Stuttering disrupts the way you speak and often makes it difficult for you to finish a sentence. People who stutter often struggle to sound out a word, or constantly interrupt their thoughts with an “um" or an “uh." Stuttering starts during childhood, between the ages of two and five, and approximately 4-5% of these children grow up with a lifelong speech impediment.
Because stuttering starts in childhood, parents should be aware of the potential for bullying and teasing. In previous studies, adults who stutter have reported that their condition has had long-lasting, damaging effects on their lives. In the June 2014 Journal of Fluency Disorders, Dr. Lisa Iverach published an article raising awareness over the impact of stuttering in children on adolescent and adult social anxiety disorder.
Changing the Way We Understand Stuttering
Stuttering is often dismissed as a bad habit that kids grow out of. Iverach wants to change this understanding of the condition because studies show that stuttering causes social anxiety in children and adults.
One of the main characteristics of social anxiety is the fear of negative evaluation, or the fear of being judged.

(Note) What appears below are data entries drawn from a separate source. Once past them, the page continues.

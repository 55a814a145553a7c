// ABOUTME: Vision provider abstraction layer for pluggable AI model integration
// ABOUTME: Defines the contract for vision-capable LLM providers and the RAG context collaborator
//
// SPDX-License-Identifier: MIT OR Apache-2.0
// Copyright (c) 2025 ReddyFit

//! # Vision Provider Service Provider Interface
//!
//! This module defines the contract a vision-capable text generator must
//! implement to back the body analysis pipeline. The provider is treated as
//! an opaque function from prompt + images to raw text: non-deterministic,
//! variable-latency, and fallible. Nothing downstream assumes the provider
//! honored the prompt's format instructions; that is what the extraction
//! cascade and schema validator exist for.
//!
//! ## Key Concepts
//!
//! - **`VisionCapabilities`**: Bitflags describing provider features
//! - **`VisionProvider`**: Async trait for image-grounded text generation
//! - **`ContextProvider`**: Opaque knowledge-context collaborator injected
//!   into the orchestrator instead of a module-level singleton

mod gemini;
mod openai;
pub mod prompts;
mod provider;

pub use gemini::GeminiVisionProvider;
pub use openai::OpenAiVisionProvider;
pub use provider::VisionClient;

use async_trait::async_trait;
use serde::{Deserialize, Serialize};

use crate::errors::AppError;
use crate::models::ImageData;

// ============================================================================
// Capability Flags
// ============================================================================

bitflags::bitflags! {
    /// Vision provider capability flags using bitflags for efficient storage
    #[derive(Debug, Clone, Copy, Default, PartialEq, Eq, Serialize, Deserialize)]
    pub struct VisionCapabilities: u8 {
        /// Provider accepts image input
        const VISION = 0b0000_0001;
        /// Provider supports JSON mode output
        const JSON_MODE = 0b0000_0010;
        /// Provider supports system messages
        const SYSTEM_MESSAGES = 0b0000_0100;
    }
}

impl VisionCapabilities {
    /// Capabilities required to back the body analysis pipeline
    #[must_use]
    pub const fn vision_required() -> Self {
        Self::VISION
    }

    /// Check if image input is supported
    #[must_use]
    pub const fn supports_vision(&self) -> bool {
        self.contains(Self::VISION)
    }

    /// Check if JSON mode is supported
    #[must_use]
    pub const fn supports_json_mode(&self) -> bool {
        self.contains(Self::JSON_MODE)
    }
}

// ============================================================================
// Provider Trait
// ============================================================================

/// Vision-capable text generation provider.
///
/// Implement this trait to add a new vision backend. The contract is
/// deliberately narrow: one prompt, one to three images, one raw text blob
/// back. Latency is unbounded; the orchestrator wraps calls in its
/// configured timeout.
#[async_trait]
pub trait VisionProvider: Send + Sync {
    /// Unique provider identifier (e.g., "openai", "gemini")
    fn name(&self) -> &'static str;

    /// Human-readable display name for the provider
    fn display_name(&self) -> &'static str;

    /// Provider capabilities
    fn capabilities(&self) -> VisionCapabilities;

    /// Default model to use if not overridden
    fn default_model(&self) -> &str;

    /// Available models for this provider
    fn available_models(&self) -> &'static [&'static str];

    /// Generate raw analysis text from a prompt and photo set.
    ///
    /// The returned text is whatever the model produced. Identical inputs
    /// may yield different output across calls.
    ///
    /// # Errors
    ///
    /// Returns `AppError` with a provider error code on network, auth,
    /// quota, or API failure.
    async fn analyze_images(&self, prompt: &str, images: &[ImageData])
        -> Result<String, AppError>;

    /// Check if the provider is reachable and the API key is valid
    async fn health_check(&self) -> Result<bool, AppError>;
}

// ============================================================================
// Knowledge Context Collaborator
// ============================================================================

/// Opaque knowledge-context provider (the RAG collaborator).
///
/// Supplies domain text to enrich the analysis prompt. The engine treats it
/// as a black box; retrieval mechanics live outside the core.
#[async_trait]
pub trait ContextProvider: Send + Sync {
    /// Retrieve relevant context text for a query, or None when the
    /// knowledge base has nothing useful.
    async fn relevant_context(&self, query: &str) -> Option<String>;
}

#[cfg(test)]
mod tests {
    use super::*;

    #[test]
    fn test_required_capabilities() {
        assert!(VisionCapabilities::vision_required().supports_vision());
        assert!(!VisionCapabilities::empty().supports_vision());
    }

    #[test]
    fn test_capability_composition() {
        let caps = VisionCapabilities::VISION | VisionCapabilities::JSON_MODE;
        assert!(caps.supports_vision());
        assert!(caps.supports_json_mode());
    }
}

Iverach writes, “Children and adolescents who stutter may be the targets of bullying, not only as a result of their stuttering, but also in response to their displays of anxiety and nervousness."
The reality of the matter is that kids pick on each other for the smallest things, and unfortunately, having a speech impediment is often grounds for bullying. Parents should learn to look for signs of bullying as well as educate themselves on appropriate solutions.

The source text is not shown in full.